Operating systems have substantial access to the hardware they control. Compromising an operating system basically means owning that computer. An attacker who successfully compromises an operating system can often use that computer for other attacks as well. You should frequently check your operating system’s website for newly released patches and apply those patches. An operating system that has the latest available patches is less vulnerable to the newest attacks.

Set up each computer to download and apply patches automatically or set up a procedure that ensures you apply operating system patches to all computers as soon as they are available. The longer you delay patching any computer, the longer that computer remains vulnerable to newly released attacks.

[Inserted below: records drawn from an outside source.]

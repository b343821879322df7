use std::future::Future;
use std::pin::Pin;

use foundation::bounds::GeoBounds;
use foundation::geo::Point;
use tracing::{debug, info};

use crate::error::IngestError;
use crate::overpass::{OVERPASS_ENDPOINT, bus_stop_query, parse_response};

/// Type alias for a boxed future that can be sent between threads.
pub type BoxFuture<'a, T> = Pin<Box<dyn Future<Output = T> + Send + 'a>>;

/// Anything that can produce the points inside a bounding box.
///
/// Methods return boxed futures for dyn-compatibility.
pub trait PointSource: Send + Sync {
    fn fetch(&self, bounds: GeoBounds) -> BoxFuture<'_, Result<Vec<Point>, IngestError>>;
}

/// Bus stops from an Overpass API interpreter endpoint.
pub struct OverpassSource {
    endpoint: String,
    client: reqwest::Client,
}

impl OverpassSource {
    pub fn new(endpoint: impl Into<String>) -> Self {
        Self {
            endpoint: endpoint.into(),
            client: reqwest::Client::new(),
        }
    }
}

impl Default for OverpassSource {
    fn default() -> Self {
        Self::new(OVERPASS_ENDPOINT)
    }
}

impl PointSource for OverpassSource {
    fn fetch(&self, bounds: GeoBounds) -> BoxFuture<'_, Result<Vec<Point>, IngestError>> {
        let query = bus_stop_query(&bounds);
        Box::pin(async move {
            debug!(endpoint = %self.endpoint, %query, "querying overpass");
            let resp = self
                .client
                .post(&self.endpoint)
                .form(&[("data", query.as_str())])
                .send()
                .await?;

            if !resp.status().is_success() {
                return Err(IngestError::Http(resp.status().as_u16()));
            }

            let body = resp.bytes().await?;
            let points = parse_response(&body)?;
            info!(count = points.len(), "fetched points");
            Ok(points)
        })
    }
}
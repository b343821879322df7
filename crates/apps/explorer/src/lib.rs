//! Explorer application: the store tying ingestion, binning, selection,
//! camera and layers together, plus its configuration and async driver.

pub mod config;
pub mod hud;
pub mod session;
pub mod store;

pub use config::*;
pub use hud::*;
pub use session::*;
pub use store::*;
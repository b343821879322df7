//! Web Mercator "world" coordinates.
//!
//! The world is a square of `TILE_SIZE` units at zoom 0; each zoom level
//! doubles the scale. `y` grows northward.

use std::f64::consts::PI;

use crate::geo::LonLat;

/// Size of the world square at zoom 0, in pixels.
pub const TILE_SIZE: f64 = 512.0;

/// Latitude limit of the Web Mercator projection (degrees).
pub const MERCATOR_MAX_LAT_DEG: f64 = 85.051_128_78;

pub fn lon_lat_to_world(p: LonLat) -> [f64; 2] {
    let lat = p.lat.clamp(-MERCATOR_MAX_LAT_DEG, MERCATOR_MAX_LAT_DEG);
    let lambda = p.lon.to_radians();
    let phi = lat.to_radians();
    let x = TILE_SIZE * (lambda + PI) / (2.0 * PI);
    let y = TILE_SIZE * (PI + (PI / 4.0 + phi * 0.5).tan().ln()) / (2.0 * PI);
    [x, y]
}

pub fn world_to_lon_lat(xy: [f64; 2]) -> LonLat {
    let lambda = xy[0] / TILE_SIZE * (2.0 * PI) - PI;
    let phi = 2.0 * ((xy[1] / TILE_SIZE * (2.0 * PI) - PI).exp().atan() - PI / 4.0);
    LonLat::new(lambda.to_degrees(), phi.to_degrees())
}
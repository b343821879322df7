pub mod clock;
pub mod event_bus;
pub mod memo;

pub use clock::*;
pub use event_bus::*;
pub use memo::*;
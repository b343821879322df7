pub mod mercator;

pub use mercator::*;
use serde::Serialize;

/// A raster basemap plus its optional labels-only overlay.
#[derive(Debug, Copy, Clone, PartialEq, Eq, Serialize)]
pub struct MapStyle {
    pub label: &'static str,
    pub url: &'static str,
    pub labels: Option<&'static str>,
}

pub const CARTO_VOYAGER: MapStyle = MapStyle {
    label: "Carto Voyager",
    url: "https://basemaps.cartocdn.com/rastertiles/voyager_nolabels/{z}/{x}/{y}@2x.png",
    labels: Some("https://basemaps.cartocdn.com/rastertiles/voyager_only_labels/{z}/{x}/{y}@2x.png"),
};

pub const CARTO_LIGHT: MapStyle = MapStyle {
    label: "Carto Light",
    url: "https://basemaps.cartocdn.com/rastertiles/light_all/{z}/{x}/{y}@2x.png",
    labels: Some("https://basemaps.cartocdn.com/rastertiles/light_only_labels/{z}/{x}/{y}@2x.png"),
};

pub const CARTO_DARK: MapStyle = MapStyle {
    label: "Carto Dark",
    url: "https://basemaps.cartocdn.com/rastertiles/dark_all/{z}/{x}/{y}@2x.png",
    labels: Some("https://basemaps.cartocdn.com/rastertiles/dark_only_labels/{z}/{x}/{y}@2x.png"),
};

pub const OPEN_STREET_MAP: MapStyle = MapStyle {
    label: "OpenStreetMap",
    url: "https://tile.openstreetmap.org/{z}/{x}/{y}.png",
    labels: None,
};

/// Styles offered by the style picker, default first.
pub const MAP_STYLES: [MapStyle; 4] = [CARTO_VOYAGER, CARTO_LIGHT, CARTO_DARK, OPEN_STREET_MAP];

impl Default for MapStyle {
    fn default() -> Self {
        CARTO_VOYAGER
    }
}

impl MapStyle {
    /// Looks a style up by its tile URL, the key the picker reports.
    pub fn find_by_url(url: &str) -> Option<MapStyle> {
        MAP_STYLES.iter().copied().find(|s| s.url == url)
    }

    /// Case-insensitive lookup by display label.
    pub fn find_by_label(label: &str) -> Option<MapStyle> {
        MAP_STYLES
            .iter()
            .copied()
            .find(|s| s.label.eq_ignore_ascii_case(label))
    }
}
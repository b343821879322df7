use foundation::geo::LonLat;
use foundation::ids::CellId;

use crate::indexer::{CellIndexError, CellIndexer};

/// Square grid of `1 / resolution` degrees; ids read `r{res}:{col}:{row}`.
pub struct GridIndexer;

impl CellIndexer for GridIndexer {
    fn cell_for(&self, position: LonLat, resolution: u8) -> Result<CellId, CellIndexError> {
        if resolution == 0 {
            return Err(CellIndexError::InvalidResolution(0));
        }
        if !position.is_finite() {
            return Err(CellIndexError::InvalidPosition {
                lon: position.lon,
                lat: position.lat,
            });
        }
        let step = 1.0 / f64::from(resolution);
        let col = (position.lon / step).floor() as i64;
        let row = (position.lat / step).floor() as i64;
        Ok(CellId::new(format!("r{resolution}:{col}:{row}")))
    }
}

Application Software Patch Management

Application software can contain vulnerabilities as well. As with operating systems, it is advisable that you acquire the latest application software patches from your application software vendor and apply them as soon as possible. This process is relatively easy for off-the-shelf software. It can be more difficult for software you have modified. Regardless of the role you play in modifying application software, it is important to have a plan in place to keep your software free from known vulnerabilities. Remember, if you know about a vulnerability, chances are some attacker knows about it too.

Data Loss Protection

The business has two main concerns when it comes to information collected, stored, and processed. Is the information safe and can you prevent it from walking out the door? Seems like a fairly easy question to ask, but a lot more complicated to answer.

This chapter has discussed at length methods of keeping information safe. Security policies and secure coding practices ensure risks are evaluated and reduced. Security policies ensure alignment with the business requirements. When there are risks to be taken the security policies ensure a risk assessment is performed so that a balanced decision can be made by the business.

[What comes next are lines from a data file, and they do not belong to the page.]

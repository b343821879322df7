//! Point-to-cell binning: assignment, aggregation and the memoized pipeline
//! that ties them together.

pub mod aggregate;
pub mod assign;
pub mod indexer;
pub mod pipeline;

pub use aggregate::*;
pub use assign::*;
pub use indexer::*;
pub use pipeline::*;

#[cfg(test)]
mod test_support;
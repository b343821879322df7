use std::sync::Arc;

use foundation::geo::Point;
use runtime::memo::{Identity, Memo, MemoStats};
use tracing::debug;

use crate::aggregate::{CellAggregate, aggregate};
use crate::assign::{CellAssignment, assign};
use crate::indexer::{CellIndexer, H3Indexer};

/// Output of one pipeline pass.
#[derive(Debug, Clone)]
pub struct CellSnapshot {
    pub assignments: Arc<[CellAssignment]>,
    pub aggregates: Arc<[CellAggregate]>,
}

/// Memoized assignment + aggregation.
///
/// Invalidation rules:
/// - assignments recompute only when the point set (by identity) or the
///   resolution changes;
/// - aggregates recompute only when the assignment set (by identity) changes.
///
/// Unchanged inputs therefore return pointer-identical `Arc`s, which lets the
/// layer builder skip rebuilding datasets.
#[derive(Debug)]
pub struct CellPipeline<I = H3Indexer> {
    indexer: I,
    assignments: Memo<(Identity<[Point]>, u8), [CellAssignment]>,
    aggregates: Memo<Identity<[CellAssignment]>, [CellAggregate]>,
}

impl Default for CellPipeline<H3Indexer> {
    fn default() -> Self {
        Self::new(H3Indexer)
    }
}

impl<I: CellIndexer> CellPipeline<I> {
    pub fn new(indexer: I) -> Self {
        Self {
            indexer,
            assignments: Memo::new(),
            aggregates: Memo::new(),
        }
    }

    pub fn assignments(&mut self, points: &Arc<[Point]>, resolution: u8) -> Arc<[CellAssignment]> {
        let indexer = &self.indexer;
        self.assignments
            .get_or_compute((Identity::of(points), resolution), || {
                debug!(points = points.len(), resolution, "assigning points to cells");
                Arc::from(assign(points, resolution, indexer))
            })
    }

    pub fn aggregates(&mut self, assignments: &Arc<[CellAssignment]>) -> Arc<[CellAggregate]> {
        self.aggregates
            .get_or_compute(Identity::of(assignments), || {
                let out = aggregate(assignments);
                debug!(cells = out.len(), "aggregated cell counts");
                Arc::from(out)
            })
    }

    pub fn run(&mut self, points: &Arc<[Point]>, resolution: u8) -> CellSnapshot {
        let assignments = self.assignments(points, resolution);
        let aggregates = self.aggregates(&assignments);
        CellSnapshot {
            assignments,
            aggregates,
        }
    }

    pub fn assignment_stats(&self) -> MemoStats {
        self.assignments.stats()
    }

    pub fn aggregate_stats(&self) -> MemoStats {
        self.aggregates.stats()
    }
}
#[cfg(test)]
mod tests {
    use std::sync::Arc;

    use foundation::geo::{LonLat, Point};
    use foundation::ids::CellId;
    use layers::{CARTO_DARK, LayerId, OPEN_STREET_MAP, PickEvent, PickedObject};
    use pretty_assertions::assert_eq;
    use runtime::event_bus::EventKind;
    use scene::{INITIAL_POSE, SelectionPhase, TransitionKind};

    use super::{Action, Explorer};
    use crate::config::ExplorerConfig;

    /// Two clusters: around Praça da Sé and along Avenida Paulista.
    fn stops() -> Vec<Point> {
        [
            (-46.6333, -23.5505),
            (-46.6336, -23.5508),
            (-46.6330, -23.5502),
            (-46.6566, -23.5614),
            (-46.6560, -23.5610),
        ]
        .iter()
        .enumerate()
        .map(|(i, (lon, lat))| Point::new(LonLat::new(*lon, *lat), format!("stop {i}")))
        .collect()
    }

    fn loaded() -> Explorer {
        let mut explorer = Explorer::new(&ExplorerConfig::default());
        explorer.load_points(stops());
        explorer
    }

    fn layer_ids(explorer: &mut Explorer) -> Vec<LayerId> {
        use layers::Layer;
        explorer.layers().iter().map(Layer::id).collect()
    }

    fn select_all(explorer: &mut Explorer) {
        let ids: Vec<CellId> = explorer
            .cells()
            .aggregates
            .iter()
            .map(|a| a.cell_id.clone())
            .collect();
        for id in ids {
            assert!(explorer.dispatch(Action::ToggleCell(id)));
        }
    }

    #[test]
    fn confirm_on_empty_leaves_camera_alone() {
        let mut explorer = loaded();
        let revision = explorer.camera().revision();

        assert!(!explorer.dispatch(Action::Confirm(true)));
        assert!(!explorer.selection().is_confirmed());
        assert_eq!(explorer.camera().revision(), revision);
        assert!(!explorer.camera().is_transitioning());
    }

    #[test]
    fn confirm_flies_to_selected_points() {
        let mut explorer = loaded();
        select_all(&mut explorer);
        assert!(explorer.dispatch(Action::Confirm(true)));

        let pose = explorer.camera().pose();
        assert_eq!(pose.transition, TransitionKind::FlyTo);
        assert_eq!(pose.transition_duration_ms, 1500);
        assert!(pose.zoom <= 16.0);
        assert!((-46.6566..=-46.6330).contains(&pose.longitude));
        assert!((-23.5614..=-23.5502).contains(&pose.latitude));
        assert_eq!(pose.pitch, INITIAL_POSE.pitch);
        assert_eq!(explorer.selected_points().len(), 5);
    }

    #[test]
    fn clear_after_confirm_resets_camera() {
        let mut explorer = loaded();
        select_all(&mut explorer);
        explorer.dispatch(Action::Confirm(true));

        assert!(explorer.dispatch(Action::ClearSelection));
        assert_eq!(explorer.selection().phase(), SelectionPhase::Empty);
        let pose = explorer.camera().pose();
        assert_eq!(pose.transition, TransitionKind::FlyTo);
        assert!(pose.same_view(&INITIAL_POSE));
        assert_eq!(pose.transition_duration_ms, 1000);
    }

    #[test]
    fn transition_settles_on_tick() {
        let mut explorer = loaded();
        select_all(&mut explorer);
        explorer.dispatch(Action::Confirm(true));

        assert!(!explorer.dispatch(Action::Tick(foundation::time::Time(1.0))));
        assert!(explorer.dispatch(Action::Tick(foundation::time::Time(1.5))));
        assert!(!explorer.camera().is_transitioning());
        assert_eq!(explorer.camera().pose().transition, TransitionKind::None);
    }

    #[test]
    fn picks_toggle_cells_until_confirmed() {
        let mut explorer = loaded();
        let cell = explorer.cells().aggregates[0].clone();
        let pick = PickEvent {
            layer: LayerId::HEX_CELLS,
            object: PickedObject::Cell {
                cell_id: cell.cell_id.clone(),
                count: cell.count,
            },
        };

        assert!(explorer.dispatch(Action::Pick(pick.clone())));
        assert!(explorer.selection().contains(&cell.cell_id));
        explorer.dispatch(Action::Confirm(true));
        assert!(!explorer.dispatch(Action::Pick(pick)));
        assert!(explorer.selection().contains(&cell.cell_id));

        let marker = PickEvent {
            layer: LayerId::SELECTED_POINTS,
            object: PickedObject::Point(stops()[0].clone()),
        };
        assert!(!explorer.dispatch(Action::Pick(marker.clone())));
        assert_eq!(
            explorer.tooltip(&marker).as_deref(),
            Some("stop 0\n(-23.5505, -46.6333)")
        );
    }

    #[test]
    fn layers_follow_confirmation() {
        let mut explorer = loaded();
        select_all(&mut explorer);

        assert_eq!(
            layer_ids(&mut explorer),
            vec![LayerId::BASEMAP, LayerId::HEX_CELLS, LayerId::LABELS]
        );
        explorer.dispatch(Action::Confirm(true));
        assert_eq!(
            layer_ids(&mut explorer),
            vec![
                LayerId::BASEMAP,
                LayerId::HEX_CELLS,
                LayerId::SELECTED_POINTS,
                LayerId::LABELS
            ]
        );
    }

    #[test]
    fn derived_data_is_memoized() {
        let mut explorer = loaded();
        let first = explorer.hex_dataset();
        assert!(Arc::ptr_eq(&first, &explorer.hex_dataset()));

        let cell = explorer.cells().aggregates[0].cell_id.clone();
        explorer.dispatch(Action::ToggleCell(cell));
        let toggled = explorer.hex_dataset();
        assert!(!Arc::ptr_eq(&first, &toggled));
        assert!(Arc::ptr_eq(&toggled, &explorer.hex_dataset()));
    }

    #[test]
    fn resolution_is_clamped_and_keeps_selection() {
        let mut explorer = loaded();
        select_all(&mut explorer);
        let chosen = explorer.selection().len();

        assert!(explorer.dispatch(Action::SetResolution(42)));
        assert_eq!(explorer.resolution(), 10);
        assert!(!explorer.dispatch(Action::SetResolution(10)));
        assert_eq!(explorer.selection().len(), chosen);
        assert!(explorer.selected_points().is_empty());
        let resolution_events = explorer
            .events()
            .iter()
            .filter(|e| e.kind == EventKind::Resolution)
            .count();
        assert_eq!(resolution_events, 1);
    }

    #[test]
    fn user_moves_are_clamped() {
        let mut explorer = loaded();
        let far = scene::ViewPose::new(0.0, 0.0, 3.0, 30.0, 10.0);
        assert!(explorer.dispatch(Action::UserMove(far)));
        let pose = explorer.camera().pose();
        assert_eq!(pose.longitude, -46.30);
        assert_eq!(pose.latitude, -23.30);
        assert_eq!(pose.zoom, 9.0);
        assert!(!explorer.dispatch(Action::UserMove(far)));
    }

    #[test]
    fn confirm_with_no_points_in_cells_keeps_camera() {
        let mut explorer = loaded();
        select_all(&mut explorer);
        assert!(explorer.dispatch(Action::SetResolution(6)));
        let revision = explorer.camera().revision();

        assert!(explorer.dispatch(Action::Confirm(true)));
        assert!(explorer.selection().is_confirmed());
        assert!(explorer.selected_points().is_empty());
        assert_eq!(explorer.camera().revision(), revision);
        assert!(!explorer.camera().is_transitioning());
        assert_eq!(
            layer_ids(&mut explorer),
            vec![LayerId::BASEMAP, LayerId::HEX_CELLS, LayerId::LABELS]
        );
    }

    #[test]
    fn single_point_selection_confirms_without_flying() {
        let mut explorer = Explorer::new(&ExplorerConfig::default());
        explorer.load_points(stops().into_iter().take(1).collect());
        select_all(&mut explorer);
        let revision = explorer.camera().revision();

        assert!(explorer.dispatch(Action::Confirm(true)));
        assert!(explorer.selection().is_confirmed());
        assert_eq!(explorer.selected_points().len(), 1);
        assert_eq!(explorer.camera().revision(), revision);
        assert!(!explorer.camera().is_transitioning());
        assert!(explorer.camera().pose().same_view(&INITIAL_POSE));
    }

    #[test]
    fn removing_cells_unconfirms_then_empties() {
        let mut explorer = loaded();
        select_all(&mut explorer);
        explorer.dispatch(Action::Confirm(true));
        let ids: Vec<CellId> = explorer.selection().iter().cloned().collect();

        let (last, rest) = ids.split_last().expect("at least one cell");
        for id in rest {
            assert!(explorer.dispatch(Action::RemoveCell(id.clone())));
            assert_eq!(explorer.selection().phase(), SelectionPhase::Selecting);
        }
        assert!(explorer.dispatch(Action::RemoveCell(last.clone())));
        assert_eq!(explorer.selection().phase(), SelectionPhase::Empty);
        assert!(!explorer.dispatch(Action::RemoveCell(last.clone())));
    }

    #[test]
    fn transition_end_settles_once() {
        let mut explorer = loaded();
        select_all(&mut explorer);
        explorer.dispatch(Action::Confirm(true));
        assert!(explorer.camera().is_transitioning());

        assert!(explorer.dispatch(Action::TransitionEnded));
        assert!(!explorer.camera().is_transitioning());
        assert_eq!(explorer.camera().pose().transition, TransitionKind::None);
        assert!(!explorer.dispatch(Action::TransitionEnded));
    }

    #[test]
    fn pitch_and_bearing_are_clamped() {
        let mut explorer = loaded();

        assert!(explorer.dispatch(Action::SetPitch(80.0)));
        assert_eq!(explorer.camera().pose().pitch, 60.0);
        assert!(!explorer.dispatch(Action::SetPitch(75.0)));

        assert!(explorer.dispatch(Action::SetBearing(-200.0)));
        assert_eq!(explorer.camera().pose().bearing, -180.0);
        assert!(!explorer.dispatch(Action::SetBearing(-180.0)));
    }

    #[test]
    fn map_style_controls_label_overlay() {
        let mut explorer = loaded();

        assert!(explorer.dispatch(Action::SetMapStyle(OPEN_STREET_MAP)));
        assert_eq!(explorer.style(), OPEN_STREET_MAP);
        assert_eq!(layer_ids(&mut explorer), vec![LayerId::BASEMAP, LayerId::HEX_CELLS]);
        assert!(!explorer.dispatch(Action::SetMapStyle(OPEN_STREET_MAP)));

        assert!(explorer.dispatch(Action::SetMapStyle(CARTO_DARK)));
        assert_eq!(
            layer_ids(&mut explorer),
            vec![LayerId::BASEMAP, LayerId::HEX_CELLS, LayerId::LABELS]
        );
    }

    #[test]
    fn drained_events_are_not_repeated() {
        let mut explorer = loaded();
        select_all(&mut explorer);

        let drained = explorer.drain_events();
        assert!(!drained.is_empty());
        assert!(drained.iter().all(|e| e.kind == EventKind::Selection));
        assert!(explorer.events().is_empty());
    }
}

In this section, we focus on the second business concern of how to prevent information from walking out. Security policies define what’s often called either a Data Loss Protection (DLP) program or a Data Leakage Protection (DLP) program. The term refers to a formal program that reduces the likelihood of accidental or malicious loss of data.

The concept of DLP comes from the acknowledgment that data are often copied, changed form, moved, and stored in many places. Often these sensitive data leave the protection of the application database and end up in emails, spreadsheets, and personal workstation files. It is these data that live outside the hardened protection of an application that most concerns business.

A typical DLP program provides several layers of defense to prevent data from walking out:

• Inventory

• Perimeter

• Encryption of mobile devices.

The DLP inventory component attempts to identify where sensitive data may be stored. This includes scanning workstations, email folders, and file servers. The process requires inspecting the content of files and determining if they contain sensitive information such as social security numbers.

The DLP perimeter component ensures that data are protected on every endpoint on your network, regardless of the operating system or type of device. It checks as data move, including writing data to email, CDs, USB devices, instant messaging, and print. If sensitive data are being written to an unauthorized device, the technology can either stop and archive the file or send an alternate.

Through the logging and analysis server, it monitors real-time events and generates detailed forensics reports. Loggin cannot stop data from leaving but can determine what happened after the data have left.